Le moins que l’on puisse dire est que l’agression, mieux la tentative d’assassinat d’un journaliste jeté dans une niche de chiens policiers au domicile de Alain Edgar Mebe Ngo’o, tout fraîchement chassé du gouvernement, aura été la goutte d’eau faisant déborder le vase des ressentiments des Camerounais vis-à-vis de cet homme qui, du temps où il était ministre de la défense, croyait que la présidence était à portée de son bras.
Ceux à qui il a longtemps fait du tort, et qui craignant pour leurs vies n’osaient pas le dénoncer, ne boudent pas leur plaisir de l’accabler depuis sa sortie du saint des saints.

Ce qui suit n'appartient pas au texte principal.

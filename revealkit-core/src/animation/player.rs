use std::collections::BTreeMap;

use crate::{
    animation::{
        ease::Ease,
        props::{Lerp, PropertyGroup, PropertySet},
    },
    foundation::error::{RevealError, RevealResult},
    scene::stage::{NodeId, Stage},
};

/// Handle to a transition started by [`TransitionPlayer`].
///
/// One handle may cover both property groups of a spec. A handle goes stale once every track it
/// covers has been superseded, cancelled, reverted or dropped with its node.
#[derive(
    Clone, Copy, Debug, PartialEq, Eq, PartialOrd, Ord, Hash, serde::Serialize, serde::Deserialize,
)]
pub struct TransitionHandle(u64);

/// Immutable description of a transition, supplied per element class.
#[derive(Clone, Debug, PartialEq, serde::Serialize, serde::Deserialize)]
pub struct TransitionSpec {
    /// Name used in logs and snapshots.
    pub name: String,
    /// Start values. Properties present in `to` but missing here start from the live style.
    #[serde(default)]
    pub from: PropertySet,
    /// End values.
    pub to: PropertySet,
    /// Duration in milliseconds.
    pub duration_ms: f64,
    /// Easing applied to linear progress.
    pub ease: Ease,
    /// Whether [`TransitionPlayer::reverse`] may run this transition backwards.
    #[serde(default)]
    pub reverse_on_exit: bool,
}

impl TransitionSpec {
    /// A one second `power1.out` transition towards `to`, starting from the live style.
    pub fn new(name: impl Into<String>, to: PropertySet) -> Self {
        Self {
            name: name.into(),
            from: PropertySet::default(),
            to,
            duration_ms: 1000.0,
            ease: Ease::OutQuad,
            reverse_on_exit: false,
        }
    }

    /// Set explicit start values.
    pub fn from_state(mut self, from: PropertySet) -> Self {
        self.from = from;
        self
    }

    /// Set the duration.
    pub fn duration_ms(mut self, ms: f64) -> Self {
        self.duration_ms = ms;
        self
    }

    /// Set the easing.
    pub fn ease(mut self, ease: Ease) -> Self {
        self.ease = ease;
        self
    }

    /// Allow or forbid reversal.
    pub fn reversible(mut self, reverse_on_exit: bool) -> Self {
        self.reverse_on_exit = reverse_on_exit;
        self
    }

    /// Reject empty targets and non-finite numbers.
    pub fn validate(&self) -> RevealResult<()> {
        if self.to.is_empty() {
            return Err(RevealError::validation(format!(
                "transition '{}' has no target properties",
                self.name
            )));
        }
        if !self.duration_ms.is_finite() || self.duration_ms < 0.0 {
            return Err(RevealError::validation(format!(
                "transition '{}' duration must be finite and >= 0",
                self.name
            )));
        }
        let numbers = [
            self.from.x,
            self.from.y,
            self.from.rotation,
            self.from.opacity,
            self.to.x,
            self.to.y,
            self.to.rotation,
            self.to.opacity,
        ];
        if numbers.iter().flatten().any(|v| !v.is_finite()) {
            return Err(RevealError::validation(format!(
                "transition '{}' has non-finite values",
                self.name
            )));
        }
        Ok(())
    }
}

/// Playback direction of a track.
#[derive(Clone, Copy, Debug, PartialEq, Eq, serde::Serialize, serde::Deserialize)]
pub enum Direction {
    /// Towards `to`.
    Forward,
    /// Back towards `from`, along the same eased path.
    Backward,
}

#[derive(Clone, Debug)]
struct Track {
    handle: TransitionHandle,
    name: String,
    from: PropertySet,
    to: PropertySet,
    origin: PropertySet,
    duration_ms: f64,
    ease: Ease,
    reversible: bool,
    position: f64,
    direction: Direction,
    paused: bool,
}

impl Track {
    fn is_running(&self) -> bool {
        !self.paused
            && match self.direction {
                Direction::Forward => self.position < 1.0,
                Direction::Backward => self.position > 0.0,
            }
    }

    fn advance(&mut self, dt_ms: f64) {
        if !self.is_running() {
            return;
        }
        let step = if self.duration_ms <= 0.0 {
            1.0
        } else {
            dt_ms / self.duration_ms
        };
        self.position = match self.direction {
            Direction::Forward => (self.position + step).min(1.0),
            Direction::Backward => (self.position - step).max(0.0),
        };
    }

    fn sample(&self) -> PropertySet {
        PropertySet::lerp(&self.from, &self.to, self.ease.apply(self.position))
    }
}

/// Runs time-boxed, cancellable transitions against nodes of a [`Stage`].
///
/// Tracks are keyed by `(node, property group)`: starting a transition on a node replaces any
/// track in the same group (last writer wins). Finished tracks are kept, parked at their end,
/// so they can still be reversed; they are removed only by supersession, cancellation, revert
/// or detachment of their node.
#[derive(Debug, Default)]
pub struct TransitionPlayer {
    tracks: BTreeMap<(NodeId, PropertyGroup), Track>,
    next_handle: u64,
    now_ms: Option<f64>,
    superseded: u64,
}

impl TransitionPlayer {
    /// Empty player.
    pub fn new() -> Self {
        Self::default()
    }

    /// Start `spec` on `node` immediately. Returns `None` if the node is detached.
    pub fn play(
        &mut self,
        stage: &mut Stage,
        node: NodeId,
        spec: &TransitionSpec,
    ) -> Option<TransitionHandle> {
        self.start(stage, node, spec, false)
    }

    /// Bind `spec` to `node` paused at its start, applying the `from` state right away.
    ///
    /// Used for entrances that wait for a trigger and for scrubbed transitions.
    pub fn attach(
        &mut self,
        stage: &mut Stage,
        node: NodeId,
        spec: &TransitionSpec,
    ) -> Option<TransitionHandle> {
        self.start(stage, node, spec, true)
    }

    fn start(
        &mut self,
        stage: &mut Stage,
        node: NodeId,
        spec: &TransitionSpec,
        paused: bool,
    ) -> Option<TransitionHandle> {
        let Some(current) = stage.style(node).cloned() else {
            tracing::trace!(transition = %spec.name, ?node, "skipping transition on detached node");
            return None;
        };

        self.next_handle += 1;
        let handle = TransitionHandle(self.next_handle);

        for group in spec.to.groups() {
            let to = spec.to.restrict(group);
            let live = to.capture(&current);
            let from = spec.from.restrict(group).or(&live);

            let mut track = Track {
                handle,
                name: spec.name.clone(),
                from,
                to,
                origin: live,
                duration_ms: spec.duration_ms,
                ease: spec.ease,
                reversible: spec.reverse_on_exit,
                position: 0.0,
                direction: Direction::Forward,
                paused,
            };

            if let Some(prev) = self.tracks.remove(&(node, group)) {
                self.superseded += 1;
                tracing::trace!(
                    old = %prev.name,
                    new = %spec.name,
                    ?node,
                    ?group,
                    "transition superseded"
                );
                track.origin = prev.origin.or(&track.origin);
            }

            if !paused && track.duration_ms <= 0.0 {
                track.position = 1.0;
            }
            if let Some(style) = stage.style_mut(node) {
                track.sample().apply(style);
            }
            self.tracks.insert((node, group), track);
        }

        Some(handle)
    }

    fn tracks_of(&mut self, handle: TransitionHandle) -> impl Iterator<Item = &mut Track> + '_ {
        self.tracks.values_mut().filter(move |t| t.handle == handle)
    }

    fn write_back(&self, stage: &mut Stage, handle: TransitionHandle) {
        for ((node, _), track) in self.tracks.iter().filter(|(_, t)| t.handle == handle) {
            if let Some(style) = stage.style_mut(*node) {
                track.sample().apply(style);
            }
        }
    }

    /// Run forward from the current position. Returns `false` for stale handles.
    pub fn resume(&mut self, handle: TransitionHandle) -> bool {
        let mut found = false;
        for track in self.tracks_of(handle) {
            track.direction = Direction::Forward;
            track.paused = false;
            found = true;
        }
        found
    }

    /// Lift a pause, keeping the current direction. Returns `false` for stale handles.
    pub fn unpause(&mut self, handle: TransitionHandle) -> bool {
        let mut found = false;
        for track in self.tracks_of(handle) {
            track.paused = false;
            found = true;
        }
        found
    }

    /// Run backwards from the current position along the same path.
    ///
    /// Returns `false` for stale handles and for specs without `reverse_on_exit`.
    pub fn reverse(&mut self, handle: TransitionHandle) -> bool {
        let mut found = false;
        for track in self.tracks_of(handle) {
            if !track.reversible {
                tracing::trace!(transition = %track.name, "reverse ignored, spec is not reversible");
                continue;
            }
            track.direction = Direction::Backward;
            track.paused = false;
            found = true;
        }
        found
    }

    /// Freeze at the current position.
    pub fn pause(&mut self, handle: TransitionHandle) -> bool {
        let mut found = false;
        for track in self.tracks_of(handle) {
            track.paused = true;
            found = true;
        }
        found
    }

    /// Jump to `progress` (clamped to `[0, 1]`), keep the current run state, and write the
    /// sampled values immediately.
    pub fn seek(&mut self, stage: &mut Stage, handle: TransitionHandle, progress: f64) -> bool {
        let progress = if progress.is_finite() {
            progress.clamp(0.0, 1.0)
        } else {
            0.0
        };
        let mut found = false;
        for track in self.tracks_of(handle) {
            track.position = progress;
            found = true;
        }
        if found {
            self.write_back(stage, handle);
        }
        found
    }

    /// Jump to the start and run forward.
    pub fn restart(&mut self, stage: &mut Stage, handle: TransitionHandle) -> bool {
        self.seek(stage, handle, 0.0) && self.resume(handle)
    }

    /// Jump to the start and pause.
    pub fn reset(&mut self, stage: &mut Stage, handle: TransitionHandle) -> bool {
        self.seek(stage, handle, 0.0) && self.pause(handle)
    }

    /// Jump to the end and pause.
    pub fn complete(&mut self, stage: &mut Stage, handle: TransitionHandle) -> bool {
        self.seek(stage, handle, 1.0) && self.pause(handle)
    }

    /// Stop and forget the transition, leaving the node where it is.
    pub fn cancel(&mut self, handle: TransitionHandle) -> usize {
        let before = self.tracks.len();
        self.tracks.retain(|_, t| t.handle != handle);
        before - self.tracks.len()
    }

    /// Stop and forget the transition, restoring the values the node had before it was bound.
    pub fn revert(&mut self, stage: &mut Stage, handle: TransitionHandle) -> usize {
        let mut removed = 0;
        self.tracks.retain(|(node, _), t| {
            if t.handle != handle {
                return true;
            }
            if let Some(style) = stage.style_mut(*node) {
                t.origin.apply(style);
            }
            removed += 1;
            false
        });
        removed
    }

    /// Stop every transition on `node`.
    pub fn cancel_node(&mut self, node: NodeId) -> usize {
        let before = self.tracks.len();
        self.tracks.retain(|(n, _), _| *n != node);
        before - self.tracks.len()
    }

    /// Advance all running tracks to `now_ms` and write their values.
    ///
    /// Tracks whose node has been detached are dropped silently. Returns the number of tracks
    /// still running.
    pub fn tick(&mut self, stage: &mut Stage, now_ms: f64) -> usize {
        let dt = match self.now_ms {
            Some(prev) if now_ms.is_finite() => (now_ms - prev).max(0.0),
            _ => 0.0,
        };
        if now_ms.is_finite() {
            self.now_ms = Some(now_ms);
        }

        let mut detached = Vec::new();
        for (&(node, group), track) in self.tracks.iter_mut() {
            if !track.is_running() {
                continue;
            }
            track.advance(dt);
            match stage.style_mut(node) {
                Some(style) => track.sample().apply(style),
                None => detached.push((node, group)),
            }
        }

        for key in detached {
            if let Some(track) = self.tracks.remove(&key) {
                tracing::debug!(transition = %track.name, node = ?key.0, "dropping transition of detached node");
            }
        }

        self.running_count()
    }

    /// Time of the last tick.
    pub fn now_ms(&self) -> Option<f64> {
        self.now_ms
    }

    /// Whether any track of `handle` is still moving.
    pub fn is_running(&self, handle: TransitionHandle) -> bool {
        self.tracks
            .values()
            .any(|t| t.handle == handle && t.is_running())
    }

    /// Whether `handle` still owns at least one track.
    pub fn contains(&self, handle: TransitionHandle) -> bool {
        self.tracks.values().any(|t| t.handle == handle)
    }

    /// Linear progress of `handle` in `[0, 1]`.
    pub fn progress(&self, handle: TransitionHandle) -> Option<f64> {
        self.tracks
            .values()
            .find(|t| t.handle == handle)
            .map(|t| t.position)
    }

    /// Playback direction of `handle`.
    pub fn direction(&self, handle: TransitionHandle) -> Option<Direction> {
        self.tracks
            .values()
            .find(|t| t.handle == handle)
            .map(|t| t.direction)
    }

    /// Handle currently driving `group` on `node`.
    pub fn handle_for(&self, node: NodeId, group: PropertyGroup) -> Option<TransitionHandle> {
        self.tracks.get(&(node, group)).map(|t| t.handle)
    }

    /// Number of tracks still moving.
    pub fn running_count(&self) -> usize {
        self.tracks.values().filter(|t| t.is_running()).count()
    }

    /// Number of tracks, running or parked.
    pub fn len(&self) -> usize {
        self.tracks.len()
    }

    /// Whether there are no tracks.
    pub fn is_empty(&self) -> bool {
        self.tracks.is_empty()
    }

    /// How many tracks were replaced by a newer transition on the same node and group.
    pub fn superseded_count(&self) -> u64 {
        self.superseded
    }
}

#[cfg(test)]
#[path = "../../tests/unit/animation/player.rs"]
mod tests;
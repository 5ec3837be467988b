use super::*;
use crate::foundation::core::Rect;

fn setup() -> (Stage, NodeId, TransitionPlayer) {
    let mut stage = Stage::new();
    let node = stage.insert("row", Rect::new(0.0, 0.0, 100.0, 40.0));
    (stage, node, TransitionPlayer::new())
}

fn entrance() -> TransitionSpec {
    TransitionSpec::new("row-entrance", PropertySet::new().opacity(1.0).y(0.0))
        .from_state(PropertySet::new().opacity(0.0).y(50.0))
        .duration_ms(1000.0)
        .ease(Ease::Linear)
        .reversible(true)
}

#[test]
fn attach_applies_from_state_and_waits() {
    let (mut stage, node, mut player) = setup();
    let h = player.attach(&mut stage, node, &entrance()).unwrap();

    assert_eq!(stage.style(node).unwrap().opacity, 0.0);
    assert_eq!(stage.style(node).unwrap().y, 50.0);
    assert!(!player.is_running(h));

    player.tick(&mut stage, 0.0);
    player.tick(&mut stage, 500.0);
    assert_eq!(stage.style(node).unwrap().opacity, 0.0);
}

#[test]
fn play_interpolates_over_duration() {
    let (mut stage, node, mut player) = setup();
    player.tick(&mut stage, 0.0);
    let h = player.play(&mut stage, node, &entrance()).unwrap();

    player.tick(&mut stage, 250.0);
    let style = stage.style(node).unwrap();
    assert!((style.opacity - 0.25).abs() < 1e-9);
    assert!((style.y - 37.5).abs() < 1e-9);

    player.tick(&mut stage, 1000.0);
    assert_eq!(stage.style(node).unwrap().opacity, 1.0);
    assert!(!player.is_running(h));
    assert!(player.contains(h));
}

#[test]
fn reverse_runs_back_from_current_position() {
    let (mut stage, node, mut player) = setup();
    player.tick(&mut stage, 0.0);
    let h = player.play(&mut stage, node, &entrance()).unwrap();
    player.tick(&mut stage, 600.0);

    assert!(player.reverse(h));
    assert_eq!(player.direction(h), Some(Direction::Backward));
    player.tick(&mut stage, 800.0);
    assert!((player.progress(h).unwrap() - 0.4).abs() < 1e-9);

    player.tick(&mut stage, 2000.0);
    let style = stage.style(node).unwrap();
    assert_eq!(style.opacity, 0.0);
    assert_eq!(style.y, 50.0);
}

#[test]
fn unpause_keeps_the_direction() {
    let (mut stage, node, mut player) = setup();
    player.tick(&mut stage, 0.0);
    let h = player.play(&mut stage, node, &entrance()).unwrap();
    player.tick(&mut stage, 600.0);
    player.reverse(h);
    player.tick(&mut stage, 700.0);
    assert!(player.pause(h));
    player.tick(&mut stage, 900.0);
    assert!((player.progress(h).unwrap() - 0.5).abs() < 1e-9);

    assert!(player.unpause(h));
    assert_eq!(player.direction(h), Some(Direction::Backward));
    player.tick(&mut stage, 1000.0);
    assert!((player.progress(h).unwrap() - 0.4).abs() < 1e-9);
}

#[test]
fn non_reversible_specs_ignore_reverse() {
    let (mut stage, node, mut player) = setup();
    let spec = entrance().reversible(false);
    let h = player.play(&mut stage, node, &spec).unwrap();
    assert!(!player.reverse(h));
    assert_eq!(player.direction(h), Some(Direction::Forward));
}

#[test]
fn newer_play_supersedes_same_group_only() {
    let (mut stage, node, mut player) = setup();
    player.tick(&mut stage, 0.0);
    let first = player.play(&mut stage, node, &entrance()).unwrap();
    player.tick(&mut stage, 500.0);

    let fade = TransitionSpec::new("fade", PropertySet::new().opacity(0.2)).duration_ms(100.0);
    let second = player.play(&mut stage, node, &fade).unwrap();

    assert_eq!(
        player.handle_for(node, PropertyGroup::Appearance),
        Some(second)
    );
    assert_eq!(
        player.handle_for(node, PropertyGroup::Transform),
        Some(first)
    );
    assert_eq!(player.superseded_count(), 1);
    assert_eq!(player.len(), 2);

    // The fade starts from the live mid-flight opacity, not from the entrance's `from`.
    assert!((stage.style(node).unwrap().opacity - 0.5).abs() < 1e-9);
}

#[test]
fn zero_duration_applies_immediately() {
    let (mut stage, node, mut player) = setup();
    let spec = TransitionSpec::new("snap", PropertySet::new().x(42.0)).duration_ms(0.0);
    let h = player.play(&mut stage, node, &spec).unwrap();
    assert_eq!(stage.style(node).unwrap().x, 42.0);
    assert!(!player.is_running(h));
}

#[test]
fn detached_nodes_are_skipped_and_dropped() {
    let (mut stage, node, mut player) = setup();
    player.tick(&mut stage, 0.0);
    let h = player.play(&mut stage, node, &entrance()).unwrap();

    stage.remove(node);
    assert_eq!(player.tick(&mut stage, 16.0), 0);
    assert!(!player.contains(h));
    assert!(player.play(&mut stage, node, &entrance()).is_none());
}

#[test]
fn revert_restores_pre_transition_values() {
    let (mut stage, node, mut player) = setup();
    let h = player.attach(&mut stage, node, &entrance()).unwrap();
    assert_eq!(stage.style(node).unwrap().opacity, 0.0);

    assert_eq!(player.revert(&mut stage, h), 2);
    let style = stage.style(node).unwrap();
    assert_eq!(style.opacity, 1.0);
    assert_eq!(style.y, 0.0);
    assert!(player.is_empty());
    assert_eq!(player.revert(&mut stage, h), 0);
}

#[test]
fn seek_restart_reset_complete() {
    let (mut stage, node, mut player) = setup();
    let h = player.attach(&mut stage, node, &entrance()).unwrap();

    assert!(player.seek(&mut stage, h, 0.5));
    assert!((stage.style(node).unwrap().opacity - 0.5).abs() < 1e-9);

    assert!(player.complete(&mut stage, h));
    assert_eq!(stage.style(node).unwrap().opacity, 1.0);
    assert!(!player.is_running(h));

    assert!(player.restart(&mut stage, h));
    assert_eq!(stage.style(node).unwrap().opacity, 0.0);
    assert!(player.is_running(h));

    assert!(player.reset(&mut stage, h));
    assert!(!player.is_running(h));
    assert_eq!(player.progress(h), Some(0.0));
}

#[test]
fn spec_validation() {
    assert!(entrance().validate().is_ok());
    assert!(
        TransitionSpec::new("empty", PropertySet::new())
            .validate()
            .is_err()
    );
    assert!(entrance().duration_ms(-1.0).validate().is_err());
    assert!(
        TransitionSpec::new("nan", PropertySet::new().x(f64::NAN))
            .validate()
            .is_err()
    );
}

C’est le cas de cet enregistrement qui circule sur les réseaux sociaux, et qui revient sur le passage à tabac par ses hommes de main, il y a quelques années, de l’élue municipale de la ville de Zoétélé dont il est lui-même originaire.
Dans l’enregistrement, la victime, madame Mengue Kili, alors maire de l’arrondissement de Zoetele, relatait comment elle avait été violentée par la milice de Edgar Alain Mebe Ngo’o. Injurié et frappée par une bande de voyous (une dizaine d’individus) envoyé par Mebe Ngo’o, alors ministre de la défense en 2013, elle racontera que la scène eut lieu devant le poste de police de Zoetele. Selon l’auteur du post sur Youtube, la quinquagénaire fut brutalement tirée de son véhicule, insultée en public et battue sous le regard impuissant des policiers ne pouvant s’opposer aux personnes travaillant pour le puissant Mebe Ngo’o, alors pressenti comme le dauphin de Paul Biya. Prenant à témoins l’opinion nationale, le maire de Zoetele dit que sa vie ainsi que celle de ses administrés sont en danger, à cause d’un gang de malfrats armés, mis sur pied par le tout puissant ministre : « Le ministre Alain Mebe Ngo’o qui est un monsieur haut placé, au lieu de recruter les jeunes de son arrondissement, tout ce qu’il peut faire pour eux, c’est de les transformer en assassins ? Est-ce que c’est cela que cet arrondissement doit avoir comme récompense, avec tous les ministres que le chef de l’Etat nous donne », avait-elle alors interrogé.
Comme quoi, le « chassement » de Mebe Ngo’o du gouvernement a donné une occasion aux rats de sortir de ses placards.